━━ INPUT FOR THIS TASK

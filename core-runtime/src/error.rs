//! Failures raised while assembling the runtime: validating [`CoreConfig`],
//! resolving host bridges and installing the logging subscriber.
//!
//! [`CoreConfig`]: crate::config::CoreConfig

use thiserror::Error;

#[derive(Error, Debug)]
pub enum Error {
    /// A `CoreConfig` field is out of range, e.g. a zero event buffer.
    #[error("Configuration error: {0}")]
    Config(String),

    /// The host did not register a required bridge and no desktop default
    /// could stand in for it.
    #[error("Capability missing: {capability} - {message}")]
    CapabilityMissing { capability: String, message: String },

    /// A desktop default bridge was available but could not be built.
    #[error("Failed to create default {bridge}: {message}")]
    DefaultBridge { bridge: String, message: String },

    /// The log filter did not parse, or a global subscriber is already set.
    #[error("Logging error: {0}")]
    Logging(String),
}

pub type Result<T> = std::result::Result<T, Error>;

#[cfg(test)]
mod tests {
    use super::*;

    #[test]
    fn test_capability_missing_names_bridge() {
        let err = Error::CapabilityMissing {
            capability: "EngineFactory".to_string(),
            message: "register an audio engine".to_string(),
        };
        assert_eq!(
            err.to_string(),
            "Capability missing: EngineFactory - register an audio engine"
        );
    }

    #[test]
    fn test_default_bridge_failure_names_bridge() {
        let err = Error::DefaultBridge {
            bridge: "HttpClient".to_string(),
            message: "tls backend unavailable".to_string(),
        };
        assert_eq!(
            err.to_string(),
            "Failed to create default HttpClient: tls backend unavailable"
        );
    }

    #[test]
    fn test_logging_error_is_distinct_from_config() {
        let err = Error::Logging("Invalid log filter: bad".to_string());
        assert!(!matches!(err, Error::Config(_)));
        assert_eq!(err.to_string(), "Logging error: Invalid log filter: bad");
    }
}
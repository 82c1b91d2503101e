//! # Playback Core
//!
//! The playback session controller and its collaborators.
//!
//! ## Overview
//!
//! This crate handles:
//! - [`cache`]: fetching, persisting and handing out track payloads under a
//!   size budget, with usage-counted revocable handles
//! - [`position`]: per-track resume offsets with a retention window
//! - [`navigator`]: shuffle-aware next/previous selection
//! - [`session`]: the controller actor that owns the single audio engine,
//!   plus the [`PlayerHandle`] and [`PlayerStore`] the UI talks to
//!
//! ## Flow
//!
//! ```text
//! select_track ─► teardown ─► ResourceCache::resolve ─► EngineFactory::create
//!      ▲                                                        │
//!      │                                     PositionStore::load + seek
//!      │                                                        ▼
//!  TrackNavigator::next ◄── natural end ◄── progress ticks ◄── play
//! ```

pub mod cache;
pub mod config;
pub mod error;
pub mod navigator;
pub mod position;
pub mod session;

pub use cache::{
    CacheConfig, CacheStats, HttpPayloadFetcher, PayloadFetcher, ResolvedHandle, ResourceCache,
};
pub use config::SessionConfig;
pub use error::{CatalogueEmptyError, DecodeError, FetchError, PlaybackError, Result};
pub use navigator::{ShufflePolicy, TrackNavigator};
pub use position::{PositionRecord, PositionStore};
pub use session::{
    PlaybackProgress, PlayerCommand, PlayerHandle, PlayerSnapshot, PlayerStore, SessionController,
    SessionDependencies, SessionPhase,
};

━━━━

### [WHAT THE TASK ASKS]
The lines you need are those with the word "could"; list them from the entries.

### [ANSWER FOR THE TASK]
    /// could stand in for it.
    /// A desktop default bridge was available but could not be built.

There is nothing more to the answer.